**EXERCISE INSTRUCTIONS:** Give every line from the entries that contains "IntoIterator".

**LISTED RECORDS:**
• • • •

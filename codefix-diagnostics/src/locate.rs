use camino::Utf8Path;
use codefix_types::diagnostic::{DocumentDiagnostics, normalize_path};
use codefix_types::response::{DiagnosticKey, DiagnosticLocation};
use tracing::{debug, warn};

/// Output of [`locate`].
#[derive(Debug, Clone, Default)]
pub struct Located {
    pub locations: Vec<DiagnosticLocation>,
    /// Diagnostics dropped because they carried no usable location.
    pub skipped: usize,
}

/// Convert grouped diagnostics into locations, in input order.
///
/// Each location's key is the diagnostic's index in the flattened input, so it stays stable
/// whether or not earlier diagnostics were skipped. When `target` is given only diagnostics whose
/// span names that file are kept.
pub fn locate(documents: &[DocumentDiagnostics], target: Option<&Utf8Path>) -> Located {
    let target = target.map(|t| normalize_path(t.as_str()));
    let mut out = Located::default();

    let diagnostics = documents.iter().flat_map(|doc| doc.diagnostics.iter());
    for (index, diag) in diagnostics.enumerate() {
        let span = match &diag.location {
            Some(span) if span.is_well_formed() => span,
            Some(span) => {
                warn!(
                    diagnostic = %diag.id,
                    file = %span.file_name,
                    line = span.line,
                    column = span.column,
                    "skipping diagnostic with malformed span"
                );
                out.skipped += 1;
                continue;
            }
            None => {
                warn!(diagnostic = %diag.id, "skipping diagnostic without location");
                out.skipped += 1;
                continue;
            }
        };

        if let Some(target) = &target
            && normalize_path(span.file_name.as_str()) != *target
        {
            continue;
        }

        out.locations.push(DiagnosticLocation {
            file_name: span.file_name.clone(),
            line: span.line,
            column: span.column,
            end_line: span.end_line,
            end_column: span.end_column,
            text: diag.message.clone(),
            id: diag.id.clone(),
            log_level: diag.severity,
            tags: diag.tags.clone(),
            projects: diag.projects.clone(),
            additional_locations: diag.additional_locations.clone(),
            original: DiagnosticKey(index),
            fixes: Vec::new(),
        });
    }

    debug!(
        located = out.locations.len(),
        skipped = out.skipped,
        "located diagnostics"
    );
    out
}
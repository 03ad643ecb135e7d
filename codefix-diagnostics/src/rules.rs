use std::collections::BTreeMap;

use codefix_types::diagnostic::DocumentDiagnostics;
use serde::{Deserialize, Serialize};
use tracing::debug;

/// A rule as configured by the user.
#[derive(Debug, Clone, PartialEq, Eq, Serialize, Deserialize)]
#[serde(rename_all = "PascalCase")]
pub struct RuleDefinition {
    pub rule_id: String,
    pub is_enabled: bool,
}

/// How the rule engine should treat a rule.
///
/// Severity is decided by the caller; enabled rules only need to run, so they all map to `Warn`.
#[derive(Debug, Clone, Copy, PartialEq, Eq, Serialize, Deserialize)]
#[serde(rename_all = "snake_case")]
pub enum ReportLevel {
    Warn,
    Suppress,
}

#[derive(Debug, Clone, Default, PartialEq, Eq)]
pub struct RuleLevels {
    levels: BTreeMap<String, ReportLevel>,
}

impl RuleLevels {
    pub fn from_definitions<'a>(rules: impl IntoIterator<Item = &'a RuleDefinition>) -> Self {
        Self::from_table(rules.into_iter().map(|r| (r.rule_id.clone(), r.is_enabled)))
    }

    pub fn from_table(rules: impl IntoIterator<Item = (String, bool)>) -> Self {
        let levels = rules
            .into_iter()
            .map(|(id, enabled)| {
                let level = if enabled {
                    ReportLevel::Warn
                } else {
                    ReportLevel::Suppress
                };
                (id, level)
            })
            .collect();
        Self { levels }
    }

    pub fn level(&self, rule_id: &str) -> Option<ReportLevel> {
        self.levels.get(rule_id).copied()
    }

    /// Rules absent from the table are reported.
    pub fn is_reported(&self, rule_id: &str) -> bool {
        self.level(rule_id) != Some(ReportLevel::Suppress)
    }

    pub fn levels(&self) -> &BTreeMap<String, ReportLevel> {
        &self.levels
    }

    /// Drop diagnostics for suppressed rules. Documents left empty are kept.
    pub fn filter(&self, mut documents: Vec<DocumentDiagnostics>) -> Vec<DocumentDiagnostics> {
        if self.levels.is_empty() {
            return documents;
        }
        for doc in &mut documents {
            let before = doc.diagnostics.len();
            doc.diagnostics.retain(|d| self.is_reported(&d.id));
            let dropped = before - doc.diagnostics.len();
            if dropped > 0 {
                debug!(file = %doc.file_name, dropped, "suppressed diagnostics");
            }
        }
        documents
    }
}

• • • •

**OUTPUT OF THE EXERCISE:**
    pub fn from_definitions<'a>(rules: impl IntoIterator<Item = &'a RuleDefinition>) -> Self {
    pub fn from_table(rules: impl IntoIterator<Item = (String, bool)>) -> Self {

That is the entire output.